Downtown is usually air conditioned, and underground, as opposed at outside downtown where the MRT lines stand in middle of the highways and at 20-30 meters high, circulating between buildings.


The MRT tram itself is modern and very spacious, except during rush hour, where the civilized world has been checkout the station. People push you, squeeze the line, jump on you, actually run for a seat and complain when you are not moving fast enough.


The price is dynamic and depends on when you use the MRT, for how long and how tall you are. I explain myself. If you ride the MRT during pick hours, the ride price will be higher. If you ride the MRT over a long distance, the ride price will be higher. If you are lower than 0.9 meter and less than 10 years old, the ride is free. There is a red line in front of each booth to measure your height for a checking procedure.

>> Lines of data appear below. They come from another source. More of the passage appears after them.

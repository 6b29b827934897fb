//! Chart-oriented views of a series: yearly and monthly averages, a
//! trailing-year daily window, and an overall price trend.
//!
//! Only points with `0 < price < FEED_UPPER_BOUND` take part, matching what
//! the published chart plots.

use std::collections::BTreeMap;

use chrono::{Datelike, Months, NaiveDate};
use serde::{Deserialize, Serialize};

use crate::config::FEED_UPPER_BOUND;
use crate::models::{PriceRecord, Series};
use crate::normalize::round3;

// ---------------------------------------------------------------------------
// Bucket: one averaged period
// ---------------------------------------------------------------------------

#[derive(Debug, Clone, PartialEq, Serialize, Deserialize)]
pub struct Bucket {
    /// `YYYY` for yearly buckets, `YYYY-MM` for monthly ones.
    pub label: String,
    pub average: f64,
    pub points: usize,
}

// ---------------------------------------------------------------------------
// PriceTrend: aggregated statistics over a whole series
// ---------------------------------------------------------------------------

#[derive(Debug, Clone, PartialEq, Serialize, Deserialize)]
#[serde(rename_all = "snake_case")]
pub struct PriceTrend {
    pub min_price: f64,
    pub max_price: f64,
    pub avg_price: f64,
    pub first_date: NaiveDate,
    pub last_date: NaiveDate,
    pub data_points: usize,
}

fn plotted(series: &Series) -> impl Iterator<Item = &PriceRecord> {
    series
        .iter()
        .filter(|r| r.price() > 0.0 && r.price() < FEED_UPPER_BOUND)
}

fn average(values: &[f64]) -> f64 {
    round3(values.iter().sum::<f64>() / values.len() as f64)
}

fn to_buckets(groups: BTreeMap<String, Vec<f64>>) -> Vec<Bucket> {
    groups
        .into_iter()
        .map(|(label, values)| Bucket {
            average: average(&values),
            points: values.len(),
            label,
        })
        .collect()
}

/// Records of `year`, or of the twelve months up to the latest record.
fn window(series: &Series, year: Option<i32>) -> Vec<PriceRecord> {
    let points: Vec<PriceRecord> = plotted(series).copied().collect();
    match year {
        Some(y) => points.into_iter().filter(|r| r.date().year() == y).collect(),
        None => {
            let Some(latest) = points.last().map(|r| r.date()) else {
                return Vec::new();
            };
            let from = latest.checked_sub_months(Months::new(12)).unwrap_or(NaiveDate::MIN);
            points.into_iter().filter(|r| r.date() >= from).collect()
        }
    }
}

/// Average price per calendar year.
pub fn yearly_averages(series: &Series) -> Vec<Bucket> {
    let mut groups: BTreeMap<String, Vec<f64>> = BTreeMap::new();
    for r in plotted(series) {
        groups.entry(r.date().year().to_string()).or_default().push(r.price());
    }
    to_buckets(groups)
}

/// Average price per month of `year`, or of the trailing year when `None`.
pub fn monthly_averages(series: &Series, year: Option<i32>) -> Vec<Bucket> {
    let mut groups: BTreeMap<String, Vec<f64>> = BTreeMap::new();
    for r in window(series, year) {
        let key = format!("{}-{:02}", r.date().year(), r.date().month());
        groups.entry(key).or_default().push(r.price());
    }
    to_buckets(groups)
}

/// Daily points of `year`, or of the trailing year when `None`.
pub fn daily(series: &Series, year: Option<i32>) -> Vec<PriceRecord> {
    window(series, year)
}

/// Distinct years present in the plotted points, ascending.
pub fn years(series: &Series) -> Vec<i32> {
    let mut years: Vec<i32> = plotted(series).map(|r| r.date().year()).collect();
    years.dedup();
    years
}

pub fn trend(series: &Series) -> Option<PriceTrend> {
    let points: Vec<&PriceRecord> = plotted(series).collect();
    let first = points.first()?;
    let last = points.last()?;
    let prices: Vec<f64> = points.iter().map(|r| r.price()).collect();

    Some(PriceTrend {
        min_price: prices.iter().copied().fold(f64::INFINITY, f64::min),
        max_price: prices.iter().copied().fold(f64::NEG_INFINITY, f64::max),
        avg_price: average(&prices),
        first_date: first.date(),
        last_date: last.date(),
        data_points: prices.len(),
    })
}
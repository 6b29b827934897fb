//! Series parser and merger tests, including the end-to-end conversion.

mod common;

use olive_prices::parser::{parse_to_store, ParseCursor, SeriesParser};
use olive_prices::{merge, Grade, ParserConfig};

// ---------------------------------------------------------------------------
// end-to-end
// ---------------------------------------------------------------------------

#[test]
fn sample_text_produces_expected_store() {
    let (store, report) = parse_to_store(common::SAMPLE_TEXT.lines(), &ParserConfig::historical());

    assert_eq!(
        store.get(Grade::VirgenExtra).records(),
        &[
            common::record("2025-08-26", 3.833),
            common::record("2025-08-27", 3.9)
        ]
    );
    assert_eq!(
        store.get(Grade::Virgen).records(),
        &[common::record("2025-08-26", 3.25)]
    );
    assert_eq!(
        store.get(Grade::Lampante).records(),
        &[common::record("2025-08-26", 3.1)]
    );

    assert_eq!(report.date_headers, 2);
    assert_eq!(report.records, 4);
    assert_eq!(report.noise, 1);
}

#[test]
fn lines_before_first_date_are_ignored() {
    let text = "Aceite de oliva virgen extra 9,999 €\n01-09-2025\nAceite de oliva virgen extra 4,000 €\n";
    let (store, report) = parse_to_store(text.lines(), &ParserConfig::historical());

    assert_eq!(
        store.get(Grade::VirgenExtra).records(),
        &[common::record("2025-09-01", 4.0)]
    );
    assert_eq!(report.undated, 1);
}

#[test]
fn invalid_date_header_clears_context() {
    let text = "\
01-09-2025
Aceite de oliva lampante 3,000 €
31-09-2025
Aceite de oliva lampante 3,500 €
02-09-2025
Aceite de oliva lampante 3,200 €
";
    let (store, report) = parse_to_store(text.lines(), &ParserConfig::historical());

    assert_eq!(
        store.get(Grade::Lampante).records(),
        &[
            common::record("2025-09-01", 3.0),
            common::record("2025-09-02", 3.2)
        ]
    );
    assert_eq!(report.invalid_dates, 1);
    assert_eq!(report.undated, 1);
}

#[test]
fn unparseable_and_out_of_range_prices_are_dropped() {
    let text = "\
01-09-2025
Aceite de oliva virgen extra 75,000 €
Aceite de oliva virgen sin precio
Aceite de oliva lampante 1.234,5 €
Aceite de girasol 1,5 €
";
    let (store, report) = parse_to_store(text.lines(), &ParserConfig::historical());

    assert_eq!(store.total_points(), 0);
    assert_eq!(report.missing_price, 3);
    assert_eq!(report.unrecognized, 1);
    assert_eq!(report.dropped(), 4);
}

#[test]
fn same_day_duplicate_keeps_later_line() {
    let text = "\
01-09-2025
Aceite de oliva virgen extra 4,000 €
Aceite de oliva virgen extra 4,100 €
";
    let (store, _) = parse_to_store(text.lines(), &ParserConfig::historical());

    assert_eq!(
        store.get(Grade::VirgenExtra).records(),
        &[common::record("2025-09-01", 4.1)]
    );
}

#[test]
fn out_of_order_blocks_are_sorted_and_deduplicated() {
    let text = "\
03-09-2025
Aceite de oliva virgen 3,3 €
01-09-2025
Aceite de oliva virgen 3,1 €
03-09-2025
Aceite de oliva virgen 3,35 €
";
    let (store, _) = parse_to_store(text.lines(), &ParserConfig::historical());
    common::assert_canonical(&store);

    assert_eq!(
        store.get(Grade::Virgen).records(),
        &[
            common::record("2025-09-01", 3.1),
            common::record("2025-09-03", 3.35)
        ]
    );
}

#[test]
fn custom_bound_changes_acceptance() {
    let text = "01-09-2025\nAceite de oliva virgen extra 75 €\n";
    let config = ParserConfig::historical().upper_bound(80.0);
    let (store, _) = parse_to_store(text.lines(), &config);

    assert_eq!(
        store.get(Grade::VirgenExtra).records(),
        &[common::record("2025-09-01", 75.0)]
    );
}

#[test]
fn raw_series_preserves_input_order() {
    let parser = SeriesParser::default();
    let (raw, _) = parser.parse_str("02-09-2025\nvirgen extra 4 €\n01-09-2025\nvirgen extra 3 €\n");

    assert_eq!(raw.len(), 2);
    let dates: Vec<_> = raw
        .records(Grade::VirgenExtra)
        .iter()
        .map(|r| r.date())
        .collect();
    assert_eq!(dates, vec![common::date("2025-09-02"), common::date("2025-09-01")]);
    assert!(raw.records(Grade::Lampante).is_empty());
}

#[test]
fn empty_input_gives_three_empty_series() {
    let (store, report) = parse_to_store(Vec::<String>::new(), &ParserConfig::historical());
    assert_eq!(report.lines, 0);
    for grade in Grade::ALL {
        assert!(store.get(grade).is_empty());
    }
}

// ---------------------------------------------------------------------------
// ParseCursor
// ---------------------------------------------------------------------------

#[test]
fn cursor_starts_empty_and_follows_headers() {
    let mut cursor = ParseCursor::new();
    assert_eq!(cursor.current(), None);

    cursor.advance(Some(common::date("2025-09-01")));
    assert_eq!(cursor.current(), Some(common::date("2025-09-01")));

    cursor.advance(None);
    assert_eq!(cursor.current(), None);
}

// ---------------------------------------------------------------------------
// merge_series
// ---------------------------------------------------------------------------

#[test]
fn merge_series_is_last_write_wins_and_stable() {
    let series = merge::merge_series(vec![
        common::record("2025-09-02", 2.0),
        common::record("2025-09-01", 1.0),
        common::record("2025-09-02", 2.5),
        common::record("2025-09-01", 1.5),
    ]);

    assert!(series.is_strictly_ascending());
    assert_eq!(
        series.records(),
        &[
            common::record("2025-09-01", 1.5),
            common::record("2025-09-02", 2.5)
        ]
    );
}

The best way to deal with the ever changing ride price is to buy an EZ-Link pass. It’s an electronic wallet in which you put money in advance and used as you go. An entry booth validate and record when you check-in, and another one charge you on the spot when you check-out. If you forget to check in or out an alarm kicks in and the responsible of the station helps you to fix the issue.


Don’t ever thing you can bypass the charging process because you are constantly on camera and I am sure that the broadcasting is probably done real time live to the nearest hospital for the brain removal surgery on the third attempts to jump the fair.


It’s a very nice, efficient and simple yet random charm and character transportation system. In another words, MRT resembles its city. I would not imagine Singapore without it, just do not use it during rush hours.